▸ **DATA**:
#![expect(clippy::unwrap_used, reason = "Tests use unwrap for brevity")]

use awk_ir::{Action, ListKind, Pattern, RedirectKind};
use pretty_assertions::assert_eq;

use crate::parse;

fn first_action(source: &str) -> Action {
    let program = parse(source).unwrap();
    program.items[0].actions.actions[0].clone()
}

#[test]
fn begin_body_end() {
    let program = parse("BEGIN { x = 1 }\n$1 > 2 { print }\nEND { print x }").unwrap();
    assert_eq!(program.items.len(), 3);
    assert!(program.items[0].pattern.is_begin());
    assert!(matches!(program.items[1].pattern, Pattern::Expr(_)));
    assert!(program.items[2].pattern.is_end());
    assert_eq!(program.items[1].actions.kind, ListKind::Program);
    assert_eq!(program.main_items().count(), 1);
}

#[test]
fn bare_pattern_prints() {
    let program = parse("NR % 2").unwrap();
    assert!(matches!(
        &program.items[0].actions.actions[..],
        [Action::Print { args, output: None }] if args.is_empty()
    ));
}

#[test]
fn pattern_composites() {
    let program = parse("/a/ && !/b/ { n++ }").unwrap();
    let Pattern::And(left, right) = &program.items[0].pattern else {
        panic!("expected And, got {:?}", program.items[0].pattern);
    };
    assert_eq!(**left, Pattern::Regex("a".into()));
    assert_eq!(**right, Pattern::Not(Box::new(Pattern::Regex("b".into()))));
}

#[test]
fn negated_comparison_stays_an_expression() {
    let program = parse("!x == 1 { n++ }").unwrap();
    assert!(matches!(program.items[0].pattern, Pattern::Expr(_)));
}

#[test]
fn range_patterns_get_ids() {
    let program = parse("NR==1, NR==3\n/x/,/y/ { print }").unwrap();
    assert_eq!(program.ranges, 2);
    assert!(matches!(program.items[1].pattern, Pattern::Range { id: 1, .. }));
}

#[test]
fn print_redirection() {
    let Action::Print { args, output } = first_action(r#"{ print $1, $2 > "out" }"#) else {
        panic!("expected print");
    };
    assert_eq!(args.len(), 2);
    let output = output.unwrap();
    assert_eq!(output.kind, RedirectKind::Write);
    assert_eq!(output.target.to_string(), r#""out""#);

    let Action::Print { output, .. } = first_action(r#"{ print >> "log" }"#) else {
        panic!("expected print");
    };
    assert_eq!(output.unwrap().kind, RedirectKind::Append);

    let Action::Printf { args, output } = first_action(r#"{ printf "%s\n", $1 | "sort" }"#)
    else {
        panic!("expected printf");
    };
    assert_eq!(args.len(), 2);
    assert_eq!(output.unwrap().kind, RedirectKind::Pipe);
}

#[test]
fn print_grouping() {
    let Action::Print { args, output } = first_action(r#"{ print (1, 2) > "f" }"#) else {
        panic!("expected print");
    };
    assert_eq!(args.len(), 2);
    assert!(output.is_some());

    let Action::Print { args, .. } = first_action("{ print (1)(2) }") else {
        panic!("expected print");
    };
    assert_eq!(args.len(), 1);

    let Action::Print { args, .. } = first_action("{ print (a > b) }") else {
        panic!("expected print");
    };
    assert_eq!(args[0].to_string(), "a > b");
}

#[test]
fn if_else_across_semicolon() {
    let Action::If { then, otherwise, .. } =
        first_action(r#"{ if (x) print "a"; else print "b" }"#)
    else {
        panic!("expected if");
    };
    assert_eq!(then.kind, ListKind::Simple);
    assert_eq!(otherwise.map(|list| list.actions.len()), Some(1));
}

#[test]
fn loops() {
    let Action::ForIn { var, array, body } = first_action("{ for (k in a) delete a[k] }") else {
        panic!("expected for-in");
    };
    assert_eq!((var.as_str(), array.as_str()), ("k", "a"));
    assert_eq!(body.kind, ListKind::Iteration);
    assert!(matches!(body.actions[0], Action::Delete { subscript: Some(_), .. }));

    let Action::For { init, cond, step, .. } = first_action("{ for (;;) break }") else {
        panic!("expected for");
    };
    assert!(init.is_none() && cond.is_none() && step.is_none());

    let Action::DoWhile { body, .. } = first_action("{ do { i++ } while (i < 3) }") else {
        panic!("expected do-while");
    };
    assert_eq!(body.kind, ListKind::Iteration);

    let Action::While { body, .. } = first_action("{ while (x-- > 0)\n ; }") else {
        panic!("expected while");
    };
    assert!(body.is_empty());
}

#[test]
fn functions() {
    let program = parse("function add(a, b,\n  tmp) { tmp = a + b; return tmp }\nBEGIN { print add(1, 2) }")
        .unwrap();
    let function = program.function("add").unwrap();
    assert_eq!(function.params.len(), 3);
    assert_eq!(function.body.kind, ListKind::Routine);
    assert!(matches!(function.body.actions[1], Action::Return(Some(_))));
}

#[test]
fn errors() {
    let err = parse("{ print ( }").unwrap_err();
    assert!(err.message.contains("unexpected"), "{}", err.message);

    let err = parse("BEGIN print").unwrap_err();
    assert_eq!(err.message, "expected `{`, found `print`");

    let err = parse("function f() {}\nfunction f() {}").unwrap_err();
    assert!(err.message.contains("redefined"));

    let err = parse("{ x = \"abc }").unwrap_err();
    assert_eq!(err.message, "unterminated string");

    let err = parse("{ printf }").unwrap_err();
    assert_eq!(err.message, "printf: no format");
}
//! Redirection, `getline` and input operands.

use std::fs;
use std::path::Path;

use awk_value::EvalErrorKind;
use pretty_assertions::assert_eq;

use super::{output, run, run_with};

fn write_file(dir: &Path, name: &str, contents: &str) -> String {
    let path = dir.join(name);
    fs::write(&path, contents).unwrap();
    path.display().to_string()
}

#[test]
fn print_to_file_then_read_back() {
    let dir = tempfile::tempdir().unwrap();
    let file = dir.path().join("out.txt").display().to_string();
    let source = format!(
        "BEGIN {{ print \"one\" > \"{file}\"; print \"two\" > \"{file}\"; close(\"{file}\"); \
         while ((getline line < \"{file}\") > 0) n++; print n, line }}"
    );
    assert_eq!(output(&source, ""), "2 two\n");
    assert_eq!(fs::read_to_string(&file).unwrap(), "one\ntwo\n");
}

#[test]
fn write_truncates_and_append_appends() {
    let dir = tempfile::tempdir().unwrap();
    let file = write_file(dir.path(), "log.txt", "old\n");
    let source = format!(
        "BEGIN {{ print \"a\" > \"{file}\"; close(\"{file}\"); print \"b\" >> \"{file}\"; printf \"%s\\n\", \"c\" >> \"{file}\" }}"
    );
    output(&source, "");
    assert_eq!(fs::read_to_string(&file).unwrap(), "a\nb\nc\n");
}

#[test]
fn getline_from_file_replaces_the_record() {
    let dir = tempfile::tempdir().unwrap();
    let file = write_file(dir.path(), "in.txt", "x y\nz\n");
    let source = format!(
        "BEGIN {{ while ((getline < \"{file}\") > 0) print NF \":\" $1; print NR }}"
    );
    assert_eq!(output(&source, ""), "2:x\n1:z\n0\n");
}

#[test]
fn getline_var_reads_the_next_main_record() {
    assert_eq!(
        output("NR == 1 { getline following; print $0 \"+\" following, NR }", "a\nb\nc\n"),
        "a+b 2\n"
    );
}

#[test]
fn plain_getline_replaces_the_record() {
    assert_eq!(
        output("{ print \"before\", $0; r = getline; print \"after\", $0, NF, r }", "x\ny z\n"),
        "before x\nafter y z 2 1\n"
    );
}

#[test]
fn getline_at_end_of_input_returns_zero() {
    assert_eq!(
        output("{ r = getline; print r, $0 }", "only\n"),
        "0 only\n"
    );
}

#[test]
fn getline_from_missing_file_fails() {
    let run = run("BEGIN { r = (getline line < \"/nonexistent/awki/input\"); print r }", "");
    assert_eq!(run.output, "-1\n");
    assert!(matches!(run.error_kinds().as_slice(), [EvalErrorKind::Io { .. }]));
}

#[cfg(unix)]
#[test]
fn command_getline() {
    let source = "BEGIN { \"echo hi there\" | getline; print $2, NR; \"echo a b\" | getline v; print v, NR }";
    assert_eq!(output(source, ""), "there 1\na b 2\n");
}

#[cfg(unix)]
#[test]
fn print_to_pipe() {
    let dir = tempfile::tempdir().unwrap();
    let file = dir.path().join("sorted.txt").display().to_string();
    let source = format!(
        "BEGIN {{ cmd = \"sort > {file}\"; print \"b\" | cmd; print \"a\" | cmd; close(cmd) }}"
    );
    output(&source, "");
    assert_eq!(fs::read_to_string(&file).unwrap(), "a\nb\n");
}

#[test]
fn file_operands_set_filename_and_fnr() {
    let dir = tempfile::tempdir().unwrap();
    let first = write_file(dir.path(), "first", "a\nb\n");
    let second = write_file(dir.path(), "second", "c\n");
    let run = run_with(
        "{ print FILENAME == ARGV[ARGC - 1], FNR, NR, $0 }",
        "",
        &[&first, &second],
    );
    assert_eq!(run.output, "0 1 1 a\n0 2 2 b\n1 1 3 c\n");
}

#[test]
fn assignment_operands_apply_between_files() {
    let dir = tempfile::tempdir().unwrap();
    let first = write_file(dir.path(), "first", "a\n");
    let second = write_file(dir.path(), "second", "b\n");
    let run = run_with("{ print x $0 }", "", &[&first, "x=5", &second]);
    assert_eq!(run.output, "a\n5b\n");
}

#[test]
fn missing_operand_is_reported_and_skipped() {
    let dir = tempfile::tempdir().unwrap();
    let present = write_file(dir.path(), "present", "ok\n");
    let run = run_with("{ print } END { print NR }", "", &["/nonexistent/awki/file", &present]);
    assert_eq!(run.output, "ok\n1\n");
    assert_eq!(run.status, 2);
    assert!(matches!(run.error_kinds().as_slice(), [EvalErrorKind::Io { .. }]));
}

#[test]
fn dash_operand_reads_stdin() {
    let run = run_with("{ print FILENAME, $0 }", "s\n", &["-"]);
    assert_eq!(run.output, "- s\n");
}

#[test]
fn stdin_has_empty_filename() {
    assert_eq!(output("{ print \"[\" FILENAME \"]\" }", "s\n"), "[]\n");
}

#[test]
fn cleared_operands_fall_back_to_stdin() {
    let run = run_with("BEGIN { ARGV[1] = \"\" } { print }", "from stdin\n", &["/nonexistent/awki/file"]);
    assert_eq!(run.output, "from stdin\n");
    assert!(run.errors.is_empty());
}

#[test]
fn argv_and_argc() {
    let run = run_with("BEGIN { for (i = 0; i < ARGC; i++) print i, ARGV[i] }", "", &["x=1", "y"]);
    assert_eq!(run.output, "0 awki\n1 x=1\n2 y\n");
}

#[test]
fn assignment_operands_process_escapes() {
    let run = run_with("{ print \"[\" sep \"]\" }", "r\n", &["sep=a\\tb\\n", "-"]);
    assert_eq!(run.output, "[a\tb\n]\n");
}

#[test]
fn preassigned_values_process_escapes() {
    let program = awk_parse::parse("BEGIN { print \"[\" x \"]\", length(y) }").unwrap();
    let handler = crate::buffer_handler();
    let mut interpreter = crate::InterpreterBuilder::new(&program)
        .print_handler(handler.clone())
        .assign("x", "a\\tb")
        .assign("y", "\\101\\\\")
        .environment(false)
        .echo_errors(false)
        .build();
    assert_eq!(interpreter.run(), 0);
    assert_eq!(handler.get_output(), "[a\tb] 2\n");
}
//! The dynamically-typed scalar.
//!
//! A `Value` is one canonical string. Whether it behaves as a number, a
//! boolean or text is decided from its lexical form every time it is asked,
//! which is what gives the language its "numeric string" semantics.

use std::cmp::Ordering;
use std::fmt;

use crate::number::{format_number, parse_integer, parse_real};

/// Numeric reading of a value, used by arithmetic.
#[derive(Clone, Copy, Debug, PartialEq)]
pub enum Number {
    Integer(i64),
    Real(f64),
}

/// A dynamically-typed scalar with a canonical string form.
#[derive(Clone, Default, PartialEq, Eq, Hash)]
pub struct Value {
    text: String,
}

impl Value {
    /// The empty string.
    pub fn empty() -> Self {
        Value::default()
    }

    /// Build from a number, storing its canonical text.
    pub fn real(number: f64) -> Self {
        Value {
            text: format_number(number),
        }
    }

    pub fn integer(number: i64) -> Self {
        Value {
            text: number.to_string(),
        }
    }

    /// `"1"` for true, `"0"` for false.
    pub fn boolean(flag: bool) -> Self {
        Value::from(if flag { "1" } else { "0" })
    }

    #[inline]
    pub fn as_str(&self) -> &str {
        &self.text
    }

    pub fn into_string(self) -> String {
        self.text
    }

    pub fn is_empty(&self) -> bool {
        self.text.is_empty()
    }

    /// Looks like a decimal real (integers included).
    pub fn is_real(&self) -> bool {
        parse_real(&self.text).is_some()
    }

    /// Looks like an optionally signed run of digits.
    pub fn is_integer(&self) -> bool {
        parse_integer(&self.text).is_some()
    }

    /// Exactly `"0"` or `"1"`.
    pub fn is_bool(&self) -> bool {
        self.text == "0" || self.text == "1"
    }

    /// Real reading: the real if real-like, else the integer, else `0.0`.
    #[expect(
        clippy::cast_precision_loss,
        reason = "integers beyond 2^53 already lose precision as reals"
    )]
    pub fn to_real(&self) -> f64 {
        if let Some(real) = parse_real(&self.text) {
            real
        } else if let Some(integer) = parse_integer(&self.text) {
            integer as f64
        } else {
            0.0
        }
    }

    /// Integer reading: the integer if integer-like, else the truncated
    /// real, else `0`.
    #[expect(
        clippy::cast_possible_truncation,
        reason = "truncation toward zero is the conversion rule; `as` saturates"
    )]
    pub fn to_integer(&self) -> i64 {
        if let Some(integer) = parse_integer(&self.text) {
            integer
        } else if let Some(real) = parse_real(&self.text) {
            real as i64
        } else {
            0
        }
    }

    /// True unless the value is `""` or `"0"`.
    pub fn to_bool(&self) -> bool {
        !self.text.is_empty() && self.text != "0"
    }

    /// Integer when integer-like, real when real-like, `None` otherwise.
    pub fn as_number(&self) -> Option<Number> {
        if let Some(integer) = parse_integer(&self.text) {
            Some(Number::Integer(integer))
        } else {
            parse_real(&self.text).map(Number::Real)
        }
    }

    /// Replace this value with a copy of `other`.
    pub fn set(&mut self, other: &Value) {
        self.text.clone_from(&other.text);
    }

    /// Three-way comparison.
    ///
    /// Priority: real against real-or-integer compares as `f64`; two
    /// integers compare as `i64`; two boolean-likes compare as booleans;
    /// anything else compares bytewise as strings.
    pub fn compare(&self, other: &Value) -> Ordering {
        let (left_real, left_int) = (self.is_real(), self.is_integer());
        let (right_real, right_int) = (other.is_real(), other.is_integer());

        if (left_real && (right_real || right_int)) || (right_real && (left_real || left_int)) {
            return self
                .to_real()
                .partial_cmp(&other.to_real())
                .unwrap_or(Ordering::Equal);
        }
        if left_int && right_int {
            return self.to_integer().cmp(&other.to_integer());
        }
        if self.is_bool() && other.is_bool() {
            return self.to_bool().cmp(&other.to_bool());
        }
        self.text.as_bytes().cmp(other.text.as_bytes())
    }
}

impl From<&str> for Value {
    fn from(text: &str) -> Self {
        Value {
            text: text.to_string(),
        }
    }
}

impl From<String> for Value {
    fn from(text: String) -> Self {
        Value { text }
    }
}

impl From<f64> for Value {
    fn from(number: f64) -> Self {
        Value::real(number)
    }
}

impl From<i64> for Value {
    fn from(number: i64) -> Self {
        Value::integer(number)
    }
}

impl From<usize> for Value {
    fn from(number: usize) -> Self {
        Value {
            text: number.to_string(),
        }
    }
}

impl From<bool> for Value {
    fn from(flag: bool) -> Self {
        Value::boolean(flag)
    }
}

impl fmt::Display for Value {
    fn fmt(&self, f: &mut fmt::Formatter<'_>) -> fmt::Result {
        f.write_str(&self.text)
    }
}

impl fmt::Debug for Value {
    fn fmt(&self, f: &mut fmt::Formatter<'_>) -> fmt::Result {
        write!(f, "{:?}", self.text)
    }
}
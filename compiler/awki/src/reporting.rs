//! Rendering parse errors with source snippets.

use std::ops::Range;

use ariadne::{Config, Label, Report, ReportKind, Source};
use awk_parse::ParseError;

/// Render `err` against `source` as a labelled snippet.
///
/// `name` identifies the program in the header (a file name or
/// `<program>`). Falls back to a one-line message if rendering fails.
pub fn render_parse_error(name: &str, source: &str, err: &ParseError, color: bool) -> String {
    let range = label_range(source, err.span.to_range());
    let mut out = Vec::new();
    let written = Report::build(ReportKind::Error, name, range.start)
        .with_config(Config::default().with_color(color))
        .with_message(&err.message)
        .with_label(Label::new((name, range)).with_message(&err.message))
        .finish()
        .write((name, Source::from(source)), &mut out);
    match written {
        Ok(()) => String::from_utf8_lossy(&out).into_owned(),
        Err(_) => format!("{name}: {}\n", err.message),
    }
}

/// Convert a byte range to the character offsets the renderer expects,
/// widening an empty range to cover one character where there is one.
fn label_range(source: &str, bytes: Range<usize>) -> Range<usize> {
    let start = char_offset(source, bytes.start);
    let end = char_offset(source, bytes.end).max(start);
    if end == start && start < source.chars().count() {
        start..start + 1
    } else {
        start..end
    }
}

fn char_offset(source: &str, byte: usize) -> usize {
    let byte = byte.min(source.len());
    source
        .char_indices()
        .take_while(|&(index, _)| index < byte)
        .count()
}
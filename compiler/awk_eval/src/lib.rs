//! awk_eval - stack-machine interpreter for awki programs.
//!
//! # Architecture
//!
//! - `Interpreter`: the explicit context every evaluation step receives
//! - `Environment`: globals plus a stack of function-call blocks
//! - `ExecuteStack`: one sub-stack per expression being reduced; flat
//!   expressions are reduced by operator precedence as terms arrive
//! - `exec`: expressions, statements, loops, calls, patterns, getline
//! - `builtins`: the builtin function library
//! - `record`: `$0` and its fields
//! - `io`: output and input streams keyed by name
//! - `format`: the `printf` formatter
//! - `driver`: `BEGIN`, the main input loop and `END`
//!
//! Runtime errors never abort a run. They are reported through
//! [`Interpreter::report`] and evaluation continues with a default value.

mod builtins;
mod driver;
mod environment;
mod exec;
pub mod format;
pub mod interpreter;
pub mod io;
mod operand;
pub mod operators;
mod print_handler;
pub mod record;
mod regex_cache;
mod stack_machine;

pub use environment::{ActionBlock, Elements, Environment, LocalScope, Scope, Variable};
pub use format::sprintf;
pub use interpreter::{Interpreter, InterpreterBuilder, ScopedInterpreter};
pub use io::{InputKind, IoError, RecordReader, Streams};
pub use operand::{Operand, Place};
pub use print_handler::{
    buffer_handler, silent_handler, stdout_handler, BufferPrintHandler, PrintHandlerImpl,
    SharedPrintHandler, StdoutPrintHandler,
};
pub use regex_cache::RegexCache;

#[cfg(test)]
mod tests;
//! Evaluation of the program representation.
//!
//! - `expr`: flat expressions on the execute stack
//! - `action`: statements, statement lists and the control-flow flag
//! - `control`: loops
//! - `call`: user-defined function calls
//! - `pattern`: pattern matching, including range state
//! - `getline`: the `getline` forms

mod action;
mod call;
mod control;
mod expr;
mod getline;
mod pattern;
//! Emergency alerts and their lifecycle.
//!
//! An alert starts `active` and leaves that state exactly once, into one of
//! the terminal states `resolved`, `cancelled` or `false_alarm`. Leaving sets
//! `resolved_at`; nothing ever moves an alert back to `active`, and once it is
//! terminal its location trail is frozen.

use std::fmt;
use std::str::FromStr;

use chrono::{DateTime, Utc};
use serde::{Deserialize, Serialize};

use crate::constants::{MAX_ADDRESS_LEN, MAX_ALERT_MESSAGE_LEN};
use crate::error::{Result, SafelinkError};
use crate::geo::{GeoPoint, Geolocated};
use crate::types::{now_utc, AlertId, Principal, UserId};
use crate::validation::{ValidationErrors, Validator};

#[derive(Debug, Clone, Copy, PartialEq, Eq, Hash, Serialize, Deserialize)]
#[serde(rename_all = "snake_case")]
pub enum AlertCategory {
    Medical,
    Security,
    Fire,
    Accident,
    #[serde(alias = "natural-disaster")]
    NaturalDisaster,
    Other,
}

impl AlertCategory {
    pub const ALL: [AlertCategory; 6] = [
        AlertCategory::Medical,
        AlertCategory::Security,
        AlertCategory::Fire,
        AlertCategory::Accident,
        AlertCategory::NaturalDisaster,
        AlertCategory::Other,
    ];

    pub fn as_str(self) -> &'static str {
        match self {
            AlertCategory::Medical => "medical",
            AlertCategory::Security => "security",
            AlertCategory::Fire => "fire",
            AlertCategory::Accident => "accident",
            AlertCategory::NaturalDisaster => "natural_disaster",
            AlertCategory::Other => "other",
        }
    }
}

impl fmt::Display for AlertCategory {
    fn fmt(&self, f: &mut fmt::Formatter<'_>) -> fmt::Result {
        f.write_str(self.as_str())
    }
}

impl FromStr for AlertCategory {
    type Err = ValidationErrors;

    fn from_str(s: &str) -> std::result::Result<Self, Self::Err> {
        let normalized = s.trim().to_ascii_lowercase().replace('-', "_");
        Self::ALL
            .into_iter()
            .find(|c| c.as_str() == normalized)
            .ok_or_else(|| {
                ValidationErrors::single(
                    "category",
                    "must be one of: medical, security, fire, accident, natural_disaster, other",
                )
            })
    }
}

#[derive(Debug, Clone, Copy, PartialEq, Eq, Hash, Serialize, Deserialize)]
#[serde(rename_all = "snake_case")]
pub enum AlertStatus {
    Active,
    Resolved,
    Cancelled,
    FalseAlarm,
}

impl AlertStatus {
    pub fn as_str(self) -> &'static str {
        match self {
            AlertStatus::Active => "active",
            AlertStatus::Resolved => "resolved",
            AlertStatus::Cancelled => "cancelled",
            AlertStatus::FalseAlarm => "false_alarm",
        }
    }

    pub fn is_terminal(self) -> bool {
        self != AlertStatus::Active
    }
}

impl fmt::Display for AlertStatus {
    fn fmt(&self, f: &mut fmt::Formatter<'_>) -> fmt::Result {
        f.write_str(self.as_str())
    }
}

impl FromStr for AlertStatus {
    type Err = String;

    fn from_str(s: &str) -> std::result::Result<Self, Self::Err> {
        match s {
            "active" => Ok(AlertStatus::Active),
            "resolved" => Ok(AlertStatus::Resolved),
            "cancelled" => Ok(AlertStatus::Cancelled),
            "false_alarm" => Ok(AlertStatus::FalseAlarm),
            other => Err(format!("unknown alert status: {other}")),
        }
    }
}

/// Where an alert was raised.
#[derive(Debug, Clone, PartialEq, Serialize, Deserialize)]
#[serde(rename_all = "camelCase")]
pub struct Location {
    pub latitude: f64,
    pub longitude: f64,
    #[serde(default, skip_serializing_if = "Option::is_none")]
    pub accuracy: Option<f64>,
    #[serde(default, skip_serializing_if = "Option::is_none")]
    pub altitude: Option<f64>,
    #[serde(default, skip_serializing_if = "Option::is_none")]
    pub address: Option<String>,
}

impl Location {
    pub fn at(latitude: f64, longitude: f64) -> Self {
        Self {
            latitude,
            longitude,
            accuracy: None,
            altitude: None,
            address: None,
        }
    }

    pub fn point(&self) -> GeoPoint {
        GeoPoint {
            latitude: self.latitude,
            longitude: self.longitude,
        }
    }

    pub(crate) fn check(&self, v: &mut Validator) {
        self.point().check(v);
        v.non_negative("accuracy", self.accuracy)
            .finite("altitude", self.altitude)
            .max_chars("address", self.address.as_deref(), MAX_ADDRESS_LEN);
    }

    pub fn validate(&self) -> std::result::Result<(), ValidationErrors> {
        let mut v = Validator::new();
        self.check(&mut v);
        v.finish()
    }
}

/// A single emergency-trigger record.
#[derive(Debug, Clone, PartialEq, Serialize, Deserialize)]
#[serde(rename_all = "camelCase")]
pub struct Alert {
    pub id: AlertId,
    pub owner_id: UserId,
    pub category: AlertCategory,
    pub status: AlertStatus,
    pub location: Location,
    #[serde(default, skip_serializing_if = "Option::is_none")]
    pub message: Option<String>,
    pub triggered_at: DateTime<Utc>,
    pub resolved_at: Option<DateTime<Utc>>,
}

impl Alert {
    pub fn is_active(&self) -> bool {
        self.status == AlertStatus::Active
    }

    /// Owners see their own alerts; responders and admins see all of them.
    pub fn visible_to(&self, principal: &Principal) -> bool {
        principal.is(&self.owner_id) || principal.is_responder()
    }

    /// Check that `actor` may move this alert into `target` right now.
    ///
    /// Permission is checked before state, so a caller without rights learns
    /// nothing about where the alert is in its lifecycle.
    pub fn authorize_transition(&self, target: AlertStatus, actor: &Principal) -> Result<()> {
        let owner = actor.is(&self.owner_id);
        let allowed = match target {
            AlertStatus::Active => {
                return Err(ValidationErrors::single(
                    "status",
                    "an alert cannot be moved back to active",
                )
                .into())
            }
            AlertStatus::Cancelled => owner,
            AlertStatus::Resolved => owner || actor.is_responder(),
            AlertStatus::FalseAlarm => actor.is_responder(),
        };

        if !allowed {
            return Err(SafelinkError::forbidden(format!(
                "{} may not mark alert {} as {}",
                actor.user_id, self.id, target
            )));
        }

        if !self.is_active() {
            return Err(SafelinkError::invalid_state("alert", self.id, self.status));
        }

        Ok(())
    }

    /// Move into a terminal state. Callers must have run
    /// [`authorize_transition`](Self::authorize_transition) first.
    pub fn close(&mut self, target: AlertStatus, at: DateTime<Utc>) {
        debug_assert!(target.is_terminal() && self.is_active());
        self.status = target;
        self.resolved_at = Some(at);
    }
}

impl Geolocated for Alert {
    fn position(&self) -> GeoPoint {
        self.location.point()
    }

    fn created_at(&self) -> DateTime<Utc> {
        self.triggered_at
    }
}

/// Input for creating an alert.
#[derive(Debug, Clone, PartialEq)]
pub struct NewAlert {
    pub owner_id: UserId,
    pub category: AlertCategory,
    pub location: Location,
    pub message: Option<String>,
}

impl NewAlert {
    pub fn validate(&self) -> std::result::Result<(), ValidationErrors> {
        let mut v = Validator::new();
        self.location.check(&mut v);
        v.max_chars("message", self.message.as_deref(), MAX_ALERT_MESSAGE_LEN)
            .check(!self.owner_id.as_str().is_empty(), "ownerId", "is required");
        v.finish()
    }

    /// Validate and allocate a fresh active alert.
    pub fn build(self) -> std::result::Result<Alert, ValidationErrors> {
        self.validate()?;
        Ok(Alert {
            id: AlertId::new(),
            owner_id: self.owner_id,
            category: self.category,
            status: AlertStatus::Active,
            location: self.location,
            message: self.message.filter(|m| !m.trim().is_empty()),
            triggered_at: now_utc(),
            resolved_at: None,
        })
    }
}

/// One point of an active alert's live trail.
#[derive(Debug, Clone, PartialEq, Serialize, Deserialize)]
#[serde(rename_all = "camelCase")]
pub struct LocationSample {
    pub alert_id: AlertId,
    pub latitude: f64,
    pub longitude: f64,
    #[serde(default, skip_serializing_if = "Option::is_none")]
    pub accuracy: Option<f64>,
    pub timestamp: DateTime<Utc>,
}

impl LocationSample {
    pub fn new(alert_id: AlertId, location: &Location) -> Self {
        Self {
            alert_id,
            latitude: location.latitude,
            longitude: location.longitude,
            accuracy: location.accuracy,
            timestamp: now_utc(),
        }
    }
}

▸ **WORK TO COMPLETE**: Among the lines of the preceding data, which ones hold the word "must"? List them.

▸ **RESULT OF THIS TASK**:
                    "must be one of: medical, security, fire, accident, natural_disaster, other",
    /// Move into a terminal state. Callers must have run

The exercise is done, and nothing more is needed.